Scaffold-Grown Tumor Cells to Personalize Cancer Treatments

Testing drugs against patients’ cancer cells—without subjecting patients to chemotherapy—could lead to better, faster treatment.

by Menaka Wilhelm
February 12, 2018

A spinoff from the University of Oklahoma is developing a better way to design and 3D print artificial scaffolds, so they can rapidly grow tumor cells taken from individuals with cancer. This would enable clinicians to test which combination of chemotherapy drugs might best suit the individual and to begin treatment earlier.

Cancer patients, even those with similar diagnoses, often respond differently to the same drugs. Until recently, clinicians worked primarily by trial and error, testing different combinations of drugs to see how patients responded.

By testing different drug mixtures and strengths against arrays of lab-grown tumor cells, oncologists could hit upon the most promising chemotherapy combinations more rapidly, reduce treatment times, and improve outcomes. Tumor cells for testing are already available, since clinicians collect them during routine biopsies. But to run large arrays of tests, they need to grow many more tumor cells outside patient bodies.

Researchers typically grow cells on scaffolds, which are not easy to build. Body tissues contain a myriad of mechanical and biochemical signals that determine how tumors will reproduce and spread. A scaffold needs to replicate these cues, so researchers will have a better idea how a medicine will affect tumor cells in their natural environment, said Cortes Williams, a postdoctoral researcher at the University of Oklahoma.

Williams is developing 3D printed scaffolds that mimic natural tissue on which he can grow different types of tumor cells. While many others have done the same, Williams focuses on speed. The faster the cells grow, the sooner doctors can begin optimized treatments.

Many other researchers opt for hydrogel-based tissue scaffolds that contain collagen proteins and growth factors that tumor cells typically see in the body. These scaffolds mimic the chemical signals of tissue well, but they rely on diffusion to transport nutrients, which limits how fast cells can grow.

Williams’ way around this limit is to use harder polymer frameworks built to improve flow. His scaffolds look a bit like tiny cheese graters. The nutrient bath flows through the pores in the grater-like structure, increasing the flow of nutrients to tumor cells better than diffusion alone. To make cells feel at home atop foreign polymers, he functionalizes the scaffolds with a proprietary combination of proteins and chemicals, encouraging cell attachment and growth.

Tuning the architecture of the 3D-printed scaffolds enables Williams to grow different types of cancer cells.
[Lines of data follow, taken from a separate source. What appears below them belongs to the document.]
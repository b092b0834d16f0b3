// tests/common/mod.rs
//
// Shared setup: an `S3FileSystem` over an in-memory store with its own finalizer.

#![allow(dead_code)]

use std::sync::Arc;

use s3fs::{Finalizer, FsOptions, MemoryClient, S3FileSystem};

/// Small parts so multipart paths run with tiny payloads.
pub const PART_SIZE: usize = 16;

pub struct TestFs {
    pub fs: S3FileSystem,
    pub client: Arc<MemoryClient>,
    /// Holders only keep a weak reference; dropping this finalizes the filesystem.
    pub finalizer: Arc<Finalizer>,
}

pub fn options() -> FsOptions {
    FsOptions::default().with_part_size(PART_SIZE).with_io_concurrency(8)
}

pub async fn setup_with(client: MemoryClient, options: FsOptions) -> TestFs {
    let client = Arc::new(client);
    let finalizer = Finalizer::new();
    let fs = S3FileSystem::with_finalizer(client.clone(), options, &finalizer)
        .await
        .expect("filesystem setup");
    TestFs { fs, client, finalizer }
}

/// AWS-flavoured store with one bucket, `bucket`.
pub async fn setup() -> TestFs {
    let client = MemoryClient::new();
    client.add_bucket("bucket");
    setup_with(client, options()).await
}

/// Deterministic payload of `len` bytes.
pub fn payload(len: usize) -> Vec<u8> {
    (0..len).map(|i| (i % 251) as u8).collect()
}
// src/lib.rs
//
// Copyright, 2025.  Signal65 / Futurum Group.
//
// Crate root: module declarations and the public re-exports.
//
// `s3fs` presents an S3 bucket namespace as a filesystem.  Directories are
// emulated with zero-length marker objects and key prefixes; large writes go
// up as multipart uploads; listings are paginated streams; and a process-wide
// finalizer guards every client against use after shutdown.

pub mod constants;
pub mod config;
pub mod error;
pub mod path;
pub mod retry;

pub mod client;
pub mod memory;
pub mod s3_client;

pub mod io_context;
pub mod lifecycle;

pub mod listing;
pub mod reader;
pub mod upload;

pub mod fs;

pub use client::{ObjectAttributes, ObjectClient, ObjectHead};
pub use config::FsOptions;
pub use error::{ErrorDetail, FsError, KeyError, Result};
pub use fs::S3FileSystem;
pub use lifecycle::{Finalizer, finalize, finalize_blocking};
pub use listing::{FileInfo, FileInfoStream, FileSelector, FileType};
pub use memory::MemoryClient;
pub use path::ObjectPath;
pub use reader::ObjectReader;
pub use retry::{AwsDefaultRetryStrategy, AwsStandardRetryStrategy, Backend, RetryStrategy};
pub use s3_client::S3Client;
pub use upload::ObjectWriter;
Pore size, thickness of the pillars between pores, and the printing material all affect the forces on the cells. Bone cancer cells, for example, respond better to more force, while breast cancer cells need a softer environment.
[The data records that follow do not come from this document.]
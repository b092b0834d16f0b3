// src/lifecycle.rs
//
// Protection of S3 clients against use after process-wide finalization.
//
// Every client is wrapped in a `ClientHolder` registered with a `Finalizer`.
// Using the client takes the finalizer's lock in shared mode for the duration
// of one request; `finalize()` takes it exclusively only long enough to flip
// the finalized flag and swap out the registry, then drops the clients with
// no lock held.

use std::ops::Deref;
use std::sync::{Arc, Mutex, PoisonError, Weak};

use once_cell::sync::Lazy;
use tokio::sync::{OwnedRwLockReadGuard, RwLock};
use tracing::{debug, info};

use crate::client::ObjectClient;
use crate::error::{FsError, Result};
use crate::io_context;

#[derive(Debug, Default)]
struct FinalizerState {
    finalized: bool,
    holders: Vec<Weak<ClientHolder>>,
}

/// Registry of live clients plus an irreversible finalized flag.
#[derive(Debug, Default)]
pub struct Finalizer {
    state: Arc<RwLock<FinalizerState>>,
}

static GLOBAL_FINALIZER: Lazy<Arc<Finalizer>> = Lazy::new(Finalizer::new);

impl Finalizer {
    /// A fresh, independent finalizer.  Tests use this to avoid sharing the
    /// process-wide instance.
    pub fn new() -> Arc<Self> {
        Arc::new(Self::default())
    }

    /// The process-wide finalizer, created on first use and never reset.
    pub fn global() -> Arc<Self> {
        GLOBAL_FINALIZER.clone()
    }

    /// Register a client; fails once finalized.  Expired entries are pruned.
    pub async fn add_client(self: &Arc<Self>, client: Arc<dyn ObjectClient>) -> Result<Arc<ClientHolder>> {
        let mut state = self.state.write().await;
        if state.finalized {
            return Err(FsError::SubsystemFinalized);
        }
        state.holders.retain(|h| h.strong_count() > 0);

        let holder = Arc::new(ClientHolder {
            finalizer: Arc::downgrade(self),
            client: Mutex::new(Some(client)),
        });
        state.holders.push(Arc::downgrade(&holder));
        debug!("registered S3 client ({} live)", state.holders.len());
        Ok(holder)
    }

    /// Finalize every registered client.  Subsequent calls are no-ops.
    pub async fn finalize(&self) {
        let holders = {
            let mut state = self.state.write().await;
            if state.finalized {
                return;
            }
            state.finalized = true;
            std::mem::take(&mut state.holders)
        };

        // Teardown happens with no lock held.
        let mut count = 0usize;
        for holder in holders.iter().filter_map(Weak::upgrade) {
            holder.finalize();
            count += 1;
        }
        info!("S3 subsystem finalized ({} clients released)", count);
    }

    /// Blocking variant of [`Finalizer::finalize`], usable from any thread.
    pub fn finalize_blocking(self: &Arc<Self>) -> Result<()> {
        let this = self.clone();
        io_context::block_on(async move {
            this.finalize().await;
            Ok(())
        })
    }

    pub async fn is_finalized(&self) -> bool {
        self.state.read().await.finalized
    }

    /// Number of registered clients still alive.
    pub async fn live_clients(&self) -> usize {
        self.state
            .read()
            .await
            .holders
            .iter()
            .filter(|h| h.strong_count() > 0)
            .count()
    }
}

/// Finalize the process-wide S3 subsystem.
///
/// Every filesystem built on the global finalizer, before or after this call,
/// fails its subsequent operations with `SubsystemFinalized`.
pub async fn finalize() {
    Finalizer::global().finalize().await
}

pub fn finalize_blocking() -> Result<()> {
    Finalizer::global().finalize_blocking()
}

/// Shared cell holding a live client, emptied on finalization.
#[derive(Debug)]
pub struct ClientHolder {
    finalizer: Weak<Finalizer>,
    client: Mutex<Option<Arc<dyn ObjectClient>>>,
}

impl ClientHolder {
    /// Obtain scoped access to the client.
    ///
    /// The returned lock must be dropped before calling `lock()` again from the
    /// same task: holding two while a finalize is pending would stall.
    pub async fn lock(&self) -> Result<ClientLock> {
        let (finalizer, client) = {
            let guard = self.client.lock().unwrap_or_else(PoisonError::into_inner);
            (self.finalizer.clone(), guard.clone())
        };
        let finalizer = finalizer.upgrade().ok_or(FsError::SubsystemFinalized)?;
        let guard = finalizer.state.clone().read_owned().await;
        if guard.finalized {
            return Err(FsError::SubsystemFinalized);
        }
        let client = client.ok_or(FsError::SubsystemFinalized)?;
        Ok(ClientLock { _guard: guard, client })
    }

    fn finalize(&self) {
        let client = self
            .client
            .lock()
            .unwrap_or_else(PoisonError::into_inner)
            .take();
        drop(client);
    }
}

/// Shared-mode access to a client for the duration of one request.
pub struct ClientLock {
    _guard: OwnedRwLockReadGuard<FinalizerState>,
    client: Arc<dyn ObjectClient>,
}

impl Deref for ClientLock {
    type Target = dyn ObjectClient;

    fn deref(&self) -> &Self::Target {
        self.client.as_ref()
    }
}

impl std::fmt::Debug for ClientLock {
    fn fmt(&self, f: &mut std::fmt::Formatter<'_>) -> std::fmt::Result {
        f.debug_struct("ClientLock").field("client", &self.client).finish()
    }
}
Others have done similar, but they are unable to grow tumor cells consistently and repeatably. The problem, Williams said, is that 3D printers rarely print the exact structures specified in CAD files. This is especially true when dealing with small structures designed to stabilize cells. These test the resolution of many 3D printers.

As a result, forces that might appear optimized when simulating the behavior of a CAD design are anything but on the printed part. Williams points to small printing defects—excess material laid down when nozzle turns, and variable congealing between layers—that add up to large changes in the cellular environment. As a result, simulations often underestimate the shear forces present on an actual scaffold, Williams said.
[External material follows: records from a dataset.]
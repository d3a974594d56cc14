//! Account administration operations behind the CLI commands.
//!
//! Each operation resolves the account first (so a bad id surfaces as
//! `EntityNotFound`) except the bulk deletes, which are scoped by id and
//! simply affect zero rows for an unknown account.

use chrono::{DateTime, Months, Utc};
use serde::Serialize;
use std::collections::BTreeMap;

use crate::categories::CategoryManager;
use crate::config::{Config, Page};
use crate::error::{Error, Result};
use crate::models::{Account, Metrics, MentionCount, Note, Snapshot, TagCount};
use crate::stats::{AccountDaily, AccountDiff, DiffOutcome, DiffRecord, Granularity};
use crate::store::Store;
use crate::updater::AccountUpdater;

#[derive(Debug, Clone, Serialize)]
pub struct Dashboard {
    pub account: Account,
    pub generated_at: DateTime<Utc>,
    pub last_daily_change: DiffOutcome,
    pub last_monthly_change: DiffOutcome,
    pub daily_stats: Vec<Snapshot>,
    pub daily_diff: DiffOutcome,
    pub daily_changes: Vec<DiffRecord>,
    pub monthly_diff: DiffOutcome,
    pub monthly_changes: Vec<DiffRecord>,
    pub notes: Vec<Note>,
}

fn months_before(now: DateTime<Utc>, months: u32) -> Result<DateTime<Utc>> {
    now.checked_sub_months(Months::new(months))
        .ok_or_else(|| Error::InvalidInput(format!("cannot go back {months} months from {now}")))
}

pub fn dashboard(store: &Store, account_id: i64, config: &Config, now: DateTime<Utc>) -> Result<Dashboard> {
    let account = store.find_account(account_id)?;
    let daily_since = months_before(now, config.daily_lookback_months)?;
    let monthly_since = months_before(now, config.monthly_lookback_months)?;

    let mut daily = AccountDiff::new(store, [account.id], Granularity::Daily).with_now(now);
    daily.init_diff(daily_since)?;
    daily.init_last_diff()?;

    let mut monthly = AccountDiff::new(store, [account.id], Granularity::Monthly).with_now(now);
    monthly.init_diff(monthly_since)?;
    monthly.init_last_diff()?;

    let mut daily_stats = AccountDaily::new(store, [account.id]);
    daily_stats.init_data(daily_since)?;

    Ok(Dashboard {
        generated_at: now,
        last_daily_change: daily.get_last_diff(account.id)?,
        last_monthly_change: monthly.get_last_diff(account.id)?,
        daily_stats: daily_stats.series(account.id)?.to_vec(),
        daily_diff: daily.get_diff(account.id)?,
        daily_changes: daily.get_changes(account.id)?,
        monthly_diff: monthly.get_diff(account.id)?,
        monthly_changes: monthly.get_changes(account.id)?,
        notes: store.notes_for(account.id)?,
        account,
    })
}

pub fn add_account(store: &Store, username: &str, now: DateTime<Utc>) -> Result<Account> {
    if store.find_account_by_username(username.trim())?.is_some() {
        return Err(Error::InvalidInput(format!("account '{}' already exists", username.trim())));
    }

    let id = store.insert_account(username, now)?;
    store.find_account(id)
}

pub fn record_snapshot(
    store: &Store,
    account_id: i64,
    metrics: &Metrics,
    at: DateTime<Utc>,
) -> Result<i64> {
    store.find_account(account_id)?;
    store.insert_snapshot(account_id, metrics, at)
}

pub fn record_media(
    store: &mut Store,
    account_id: i64,
    shortcode: &str,
    tags: &[String],
    mentions: &[String],
    at: DateTime<Utc>,
) -> Result<i64> {
    store.find_account(account_id)?;
    store.insert_media(account_id, shortcode, tags, mentions, at)
}

/// Replace the acting user's note on an account.
pub fn update_note(
    store: &mut Store,
    account_id: i64,
    user_id: i64,
    text: &str,
    now: DateTime<Utc>,
) -> Result<()> {
    store.find_account(account_id)?;
    store.replace_note(account_id, user_id, text, now)?;
    Ok(())
}

#[derive(Debug, Clone, Copy, PartialEq, Eq)]
pub struct SettingsForm {
    pub disabled: bool,
    pub monitoring: bool,
    pub is_valid: bool,
}

impl SettingsForm {
    /// Form prefilled with the account's current settings.
    pub fn from_account(account: &Account) -> Self {
        SettingsForm {
            disabled: account.disabled,
            monitoring: account.monitoring,
            is_valid: account.is_valid,
        }
    }
}

/// Save settings. Disabling also stops monitoring; marking an account
/// valid asks for an immediate statistics collection.
pub fn apply_settings(
    store: &Store,
    account_id: i64,
    form: &SettingsForm,
    now: DateTime<Utc>,
) -> Result<Account> {
    store.find_account(account_id)?;

    let updater = if form.disabled {
        AccountUpdater::new(account_id)
            .set_disabled(true)
            .set_monitoring(false)
    } else if form.is_valid {
        AccountUpdater::new(account_id)
            .set_disabled(false)
            .set_monitoring(form.monitoring)
            .set_is_valid()
            .set_next_stats_update(None)
    } else {
        AccountUpdater::new(account_id)
            .set_disabled(false)
            .set_monitoring(form.monitoring)
            .set_invalid()
    };
    updater.save_at(store, now)?;
    tracing::info!(account_id, disabled = form.disabled, valid = form.is_valid, "saved settings");

    store.find_account(account_id)
}

/// Push an account's next collection one interval past `now`.
pub fn mark_updated(store: &Store, account_id: i64, config: &Config, now: DateTime<Utc>) -> Result<Account> {
    let interval = chrono::Duration::from_std(config.stats_update_interval()?)
        .map_err(|e| Error::Config(format!("stats_update_interval out of range: {e}")))?;

    AccountUpdater::new(account_id)
        .schedule_after(now, interval)
        .save_at(store, now)?;

    store.find_account(account_id)
}

pub fn delete_stats(store: &Store, account_id: i64) -> Result<usize> {
    store.delete_snapshots(account_id)
}

pub fn delete_associated(store: &Store, account_id: i64) -> Result<usize> {
    store.delete_media(account_id)
}

pub fn delete_account(store: &Store, account_id: i64) -> Result<()> {
    store.delete_account(account_id)
}

pub fn save_categories(store: &mut Store, account_id: i64, tags: &[String], user_id: i64) -> Result<()> {
    CategoryManager::new().save_for_account(store, account_id, tags, user_id)
}

#[derive(Debug, Clone, Serialize)]
pub struct StatsPage {
    pub account: Account,
    pub page: u32,
    pub per_page: u32,
    pub total: u64,
    pub rows: Vec<Snapshot>,
}

/// One page of an account's snapshots, newest first.
pub fn stats_page(store: &Store, account_id: i64, page: Page) -> Result<StatsPage> {
    let account = store.find_account(account_id)?;

    Ok(StatsPage {
        total: store.count_snapshots(account.id)?,
        rows: store.list_snapshots(account.id, page.size, page.offset())?,
        page: page.number,
        per_page: page.size,
        account,
    })
}

/// Every snapshot of an account, newest first.
pub fn all_stats(store: &Store, account_id: i64) -> Result<(Account, Vec<Snapshot>)> {
    let account = store.find_account(account_id)?;
    let rows = store.list_snapshots(account.id, u32::MAX, 0)?;
    Ok((account, rows))
}

pub fn media_tags(store: &Store, account_id: i64) -> Result<(Account, Vec<TagCount>)> {
    let account = store.find_account(account_id)?;
    let tags = store.media_tag_counts(account.id)?;
    Ok((account, tags))
}

#[derive(Debug, Clone, Serialize)]
pub struct MediaAccounts {
    pub account: Account,
    pub mentions: Vec<MentionCount>,
    /// Categories the acting user gave the mentioned accounts.
    pub categories: BTreeMap<i64, Vec<String>>,
}

pub fn media_accounts(store: &Store, account_id: i64, user_id: i64) -> Result<MediaAccounts> {
    let account = store.find_account(account_id)?;

    Ok(MediaAccounts {
        mentions: store.media_mention_counts(account.id)?,
        categories: CategoryManager::new().get_for_user_accounts(store, user_id, account.id)?,
        account,
    })
}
To improve his predictions of the forces on as-printed parts, Williams scans his 3D printed scaffolds using micro-CT, a high-resolution version of computed tomography. He then incorporates this data (in the form of a probability density function) into is CAD routine to generate design results that more closely match his real-world tests. He has collected scan data from a few different 3D printing machines in order to address different flavors of variation. The result, he said, is a more consistent growth platform.

Bioreactors, where cells grow on scaffolds, also introduce some variation in flows, and Williams is keen to address this, too. His modeling software also accounts for four different bioreactors, enabling him to use a variety of lab setups to produce the same repeatable results.

Williams’ startup, Advanced Culture Systems, has secured a provisional patent for the technology that includes scaffold functionalization and force prediction. He ultimately hopes his company will earn FDA approval to print functionalized scaffolds and provide testing for clinics.

Given a sample from a patient’s biopsy, the company will grow tumor cells in bioreactors, pelt those samples with different drugs, and send results to doctors within a few weeks. “In a quicker timescale, for cheaper—we’re giving them information that they didn’t have access to before,” he said.

The technology’s greatest value will be to highlight which treatments to avoid, Williams said. Without knowing the response of a patient’s immune system, no test can fully determine which drugs will work in the body. But physicians can rule out drugs that scaffold-grown tumors ignore.

Between the genetic data clinicians analyze and this specific, individualized testing, more doctors may eventually prescribe treatments tailored to specific cancer cells. Although drugs prescribed to each patient may vary more, targeted care could unify treatment responses, ensuring that more chemotherapy courses end in recovery.

Menaka Wilhelm is an independent technical writer.